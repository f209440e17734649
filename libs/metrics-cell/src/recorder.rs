use std::time::Duration;

use async_trait::async_trait;

use crate::models::Channel;

/// Write-only sink for what goose does not track itself: step latency,
/// journey outcome rates, named checks and iterations. Implementations must
/// be safe to share between every goose user of a run.
#[async_trait]
pub trait MetricsRecorder: Send + Sync {
    /// Adds one step latency to `api_latency`.
    async fn record_latency(&self, latency: Duration);

    /// Appends one outcome to a rate channel.
    async fn record_boolean(&self, channel: Channel, outcome: bool);

    /// Tallies one named check.
    async fn record_check(&self, name: &str, passed: bool);

    /// Counts one finished journey iteration.
    async fn record_iteration(&self);
}
pub mod collector;
pub mod latency;
pub mod requests;
pub mod thresholds;

pub use collector::MetricsCollector;
pub use latency::{as_micros, latency_histogram};
pub use requests::RequestTotals;
pub use thresholds::{evaluate_thresholds, Aggregation, Comparison, Threshold};
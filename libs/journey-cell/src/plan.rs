use std::time::Duration;

use rand::Rng;

use shared_config::ConsultationPause;

pub const REGISTER_PROBABILITY: f64 = 0.20;
pub const BOOK_PROBABILITY: f64 = 0.30;
pub const PAY_AFTER_BOOKING_PROBABILITY: f64 = 0.80;
pub const VIEW_HISTORY_PROBABILITY: f64 = 0.40;
pub const UPDATE_PROFILE_PROBABILITY: f64 = 0.20;

pub const ACCEPT_CONSULTATION_PROBABILITY: f64 = 0.50;
pub const PRESCRIBE_AFTER_ACCEPT_PROBABILITY: f64 = 0.70;
pub const UPDATE_AVAILABILITY_PROBABILITY: f64 = 0.30;
pub const VIEW_PATIENT_HISTORY_PROBABILITY: f64 = 0.40;

pub const VERIFY_HEALTHCARE_PROBABILITY: f64 = 0.60;
pub const MANAGE_USERS_PROBABILITY: f64 = 0.40;
pub const VIEW_REPORTS_PROBABILITY: f64 = 0.50;
pub const SYSTEM_HEALTH_PROBABILITY: f64 = 0.30;

/// Upper bound for ids that are drawn at random rather than taken from a
/// real booking (patient history lookups, consultations to join).
pub const RANDOM_RECORD_ID_MAX: u64 = 1000;
/// Healthcare professional ids the admin verifies are drawn from `1..=100`.
pub const VERIFICATION_ID_MAX: u64 = 100;

/// One uniform draw in `[0, 1)` compared against `probability`.
pub fn chance<R: Rng + ?Sized>(rng: &mut R, probability: f64) -> bool {
    rng.gen::<f64>() < probability
}

/// Which optional steps a patient iteration will take.
#[derive(Debug, Clone, Copy, PartialEq, Eq)]
pub struct PatientPlan {
    pub register: bool,
    pub book_consultation: bool,
    /// Only ever true when `book_consultation` is.
    pub pay: bool,
    pub view_history: bool,
    pub update_profile: bool,
}

impl PatientPlan {
    pub fn sample<R: Rng + ?Sized>(rng: &mut R) -> Self {
        let register = chance(rng, REGISTER_PROBABILITY);
        let book_consultation = chance(rng, BOOK_PROBABILITY);
        let pay = book_consultation && chance(rng, PAY_AFTER_BOOKING_PROBABILITY);
        let view_history = chance(rng, VIEW_HISTORY_PROBABILITY);
        let update_profile = chance(rng, UPDATE_PROFILE_PROBABILITY);

        Self {
            register,
            book_consultation,
            pay,
            view_history,
            update_profile,
        }
    }
}

#[derive(Debug, Clone, Copy, PartialEq, Eq)]
pub struct HealthcarePlan {
    pub accept_consultation: bool,
    pub consultation_id: u64,
    pub consultation_pause: Duration,
    /// Only ever true when `accept_consultation` is.
    pub prescribe: bool,
    pub update_availability: bool,
    pub view_patient_history: bool,
    pub patient_id: u64,
}

impl HealthcarePlan {
    pub fn sample<R: Rng + ?Sized>(rng: &mut R, pause: ConsultationPause) -> Self {
        let accept_consultation = chance(rng, ACCEPT_CONSULTATION_PROBABILITY);
        let prescribe = accept_consultation && chance(rng, PRESCRIBE_AFTER_ACCEPT_PROBABILITY);
        let update_availability = chance(rng, UPDATE_AVAILABILITY_PROBABILITY);
        let view_patient_history = chance(rng, VIEW_PATIENT_HISTORY_PROBABILITY);

        let consultation_pause = if pause.max > pause.min {
            rng.gen_range(pause.min..=pause.max)
        } else {
            pause.min
        };

        Self {
            accept_consultation,
            consultation_id: rng.gen_range(1..=RANDOM_RECORD_ID_MAX),
            consultation_pause,
            prescribe,
            update_availability,
            view_patient_history,
            patient_id: rng.gen_range(1..=RANDOM_RECORD_ID_MAX),
        }
    }
}

#[derive(Debug, Clone, Copy, PartialEq, Eq)]
pub struct AdminPlan {
    pub verify_healthcare: bool,
    pub healthcare_id: u64,
    pub manage_users: bool,
    pub view_reports: bool,
    pub system_health: bool,
}

impl AdminPlan {
    pub fn sample<R: Rng + ?Sized>(rng: &mut R) -> Self {
        Self {
            verify_healthcare: chance(rng, VERIFY_HEALTHCARE_PROBABILITY),
            healthcare_id: rng.gen_range(1..=VERIFICATION_ID_MAX),
            manage_users: chance(rng, MANAGE_USERS_PROBABILITY),
            view_reports: chance(rng, VIEW_REPORTS_PROBABILITY),
            system_health: chance(rng, SYSTEM_HEALTH_PROBABILITY),
        }
    }
}
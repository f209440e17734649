pub mod json;
pub mod text;

use std::fs;
use std::path::{Path, PathBuf};

use tracing::info;

use shared_models::LoadTestError;

/// Written by goose itself at the end of the attack.
pub const HTML_REPORT_FILE: &str = "report.html";

/// Creates `dir` and returns where goose should write its HTML report.
pub fn prepare_results_dir(dir: &Path) -> Result<PathBuf, LoadTestError> {
    fs::create_dir_all(dir)?;
    Ok(dir.join(HTML_REPORT_FILE))
}

pub(crate) fn write_artifact(dir: &Path, file_name: &str, contents: &str) -> Result<PathBuf, LoadTestError> {
    fs::create_dir_all(dir)?;
    let path = dir.join(file_name);
    fs::write(&path, contents)?;

    info!("Wrote {}", path.display());
    Ok(path)
}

- _Assignment_
Give back the complete data exactly as supplied.

- _Exercise solution_
repository f209440e17734649
filename libs/metrics-cell/src/recorder.rs
use std::time::Duration;

use async_trait::async_trait;

use crate::models::Channel;

/// Write-only sink for what goose does not track itself: step latency,
/// journey outcome rates, named checks and iterations. Implementations must
/// be safe to share between every goose user of a run.
#[async_trait]
pub trait MetricsRecorder: Send + Sync {
    /// Adds one step latency to `api_latency`.
    async fn record_latency(&self, latency: Duration);

    /// Appends one outcome to a rate channel.
    async fn record_boolean(&self, channel: Channel, outcome: bool);

    /// Tallies one named check.
    async fn record_check(&self, name: &str, passed: bool);

    /// Counts one finished journey iteration.
    async fn record_iteration(&self);
}
pub mod collector;
pub mod latency;
pub mod requests;
pub mod thresholds;

pub use collector::MetricsCollector;
pub use latency::{as_micros, latency_histogram};
pub use requests::RequestTotals;
pub use thresholds::{evaluate_thresholds, Aggregation, Comparison, Threshold};
filename libs/journey-cell/src/plan.rs
use std::time::Duration;

use rand::Rng;

use shared_config::ConsultationPause;

pub const REGISTER_PROBABILITY: f64 = 0.20;
pub const BOOK_PROBABILITY: f64 = 0.30;
pub const PAY_AFTER_BOOKING_PROBABILITY: f64 = 0.80;
pub const VIEW_HISTORY_PROBABILITY: f64 = 0.40;
pub const UPDATE_PROFILE_PROBABILITY: f64 = 0.20;

pub const ACCEPT_CONSULTATION_PROBABILITY: f64 = 0.50;
pub const PRESCRIBE_AFTER_ACCEPT_PROBABILITY: f64 = 0.70;
pub const UPDATE_AVAILABILITY_PROBABILITY: f64 = 0.30;
pub const VIEW_PATIENT_HISTORY_PROBABILITY: f64 = 0.40;

pub const VERIFY_HEALTHCARE_PROBABILITY: f64 = 0.60;
pub const MANAGE_USERS_PROBABILITY: f64 = 0.40;
pub const VIEW_REPORTS_PROBABILITY: f64 = 0.50;
pub const SYSTEM_HEALTH_PROBABILITY: f64 = 0.30;

/// Upper bound for ids that are drawn at random rather than taken from a
/// real booking (patient history lookups, consultations to join).
pub const RANDOM_RECORD_ID_MAX: u64 = 1000;
/// Healthcare professional ids the admin verifies are drawn from `1..=100`.
pub const VERIFICATION_ID_MAX: u64 = 100;

/// One uniform draw in `[0, 1)` compared against `probability`.
pub fn chance<R: Rng + ?Sized>(rng: &mut R, probability: f64) -> bool {
    rng.gen::<f64>() < probability
}

/// Which optional steps a patient iteration will take.
#[derive(Debug, Clone, Copy, PartialEq, Eq)]
pub struct PatientPlan {
    pub register: bool,
    pub book_consultation: bool,
    /// Only ever true when `book_consultation` is.
    pub pay: bool,
    pub view_history: bool,
    pub update_profile: bool,
}

impl PatientPlan {
    pub fn sample<R: Rng + ?Sized>(rng: &mut R) -> Self {
        let register = chance(rng, REGISTER_PROBABILITY);
        let book_consultation = chance(rng, BOOK_PROBABILITY);
        let pay = book_consultation && chance(rng, PAY_AFTER_BOOKING_PROBABILITY);
        let view_history = chance(rng, VIEW_HISTORY_PROBABILITY);
        let update_profile = chance(rng, UPDATE_PROFILE_PROBABILITY);

        Self {
            register,
            book_consultation,
            pay,
            view_history,
            update_profile,
        }
    }
}

#[derive(Debug, Clone, Copy, PartialEq, Eq)]
pub struct HealthcarePlan {
    pub accept_consultation: bool,
    pub consultation_id: u64,
    pub consultation_pause: Duration,
    /// Only ever true when `accept_consultation` is.
    pub prescribe: bool,
    pub update_availability: bool,
    pub view_patient_history: bool,
    pub patient_id: u64,
}

impl HealthcarePlan {
    pub fn sample<R: Rng + ?Sized>(rng: &mut R, pause: ConsultationPause) -> Self {
        let accept_consultation = chance(rng, ACCEPT_CONSULTATION_PROBABILITY);
        let prescribe = accept_consultation && chance(rng, PRESCRIBE_AFTER_ACCEPT_PROBABILITY);
        let update_availability = chance(rng, UPDATE_AVAILABILITY_PROBABILITY);
        let view_patient_history = chance(rng, VIEW_PATIENT_HISTORY_PROBABILITY);

        let consultation_pause = if pause.max > pause.min {
            rng.gen_range(pause.min..=pause.max)
        } else {
            pause.min
        };

        Self {
            accept_consultation,
            consultation_id: rng.gen_range(1..=RANDOM_RECORD_ID_MAX),
            consultation_pause,
            prescribe,
            update_availability,
            view_patient_history,
            patient_id: rng.gen_range(1..=RANDOM_RECORD_ID_MAX),
        }
    }
}

#[derive(Debug, Clone, Copy, PartialEq, Eq)]
pub struct AdminPlan {
    pub verify_healthcare: bool,
    pub healthcare_id: u64,
    pub manage_users: bool,
    pub view_reports: bool,
    pub system_health: bool,
}

impl AdminPlan {
    pub fn sample<R: Rng + ?Sized>(rng: &mut R) -> Self {
        Self {
            verify_healthcare: chance(rng, VERIFY_HEALTHCARE_PROBABILITY),
            healthcare_id: rng.gen_range(1..=VERIFICATION_ID_MAX),
            manage_users: chance(rng, MANAGE_USERS_PROBABILITY),
            view_reports: chance(rng, VIEW_REPORTS_PROBABILITY),
            system_health: chance(rng, SYSTEM_HEALTH_PROBABILITY),
        }
    }
}
repository f209440e17734649
pub mod json;
pub mod text;

use std::fs;
use std::path::{Path, PathBuf};

use tracing::info;

use shared_models::LoadTestError;

/// Written by goose itself at the end of the attack.
pub const HTML_REPORT_FILE: &str = "report.html";

/// Creates `dir` and returns where goose should write its HTML report.
pub fn prepare_results_dir(dir: &Path) -> Result<PathBuf, LoadTestError> {
    fs::create_dir_all(dir)?;
    Ok(dir.join(HTML_REPORT_FILE))
}

pub(crate) fn write_artifact(dir: &Path, file_name: &str, contents: &str) -> Result<PathBuf, LoadTestError> {
    fs::create_dir_all(dir)?;
    let path = dir.join(file_name);
    fs::write(&path, contents)?;

    info!("Wrote {}", path.display());
    Ok(path)
}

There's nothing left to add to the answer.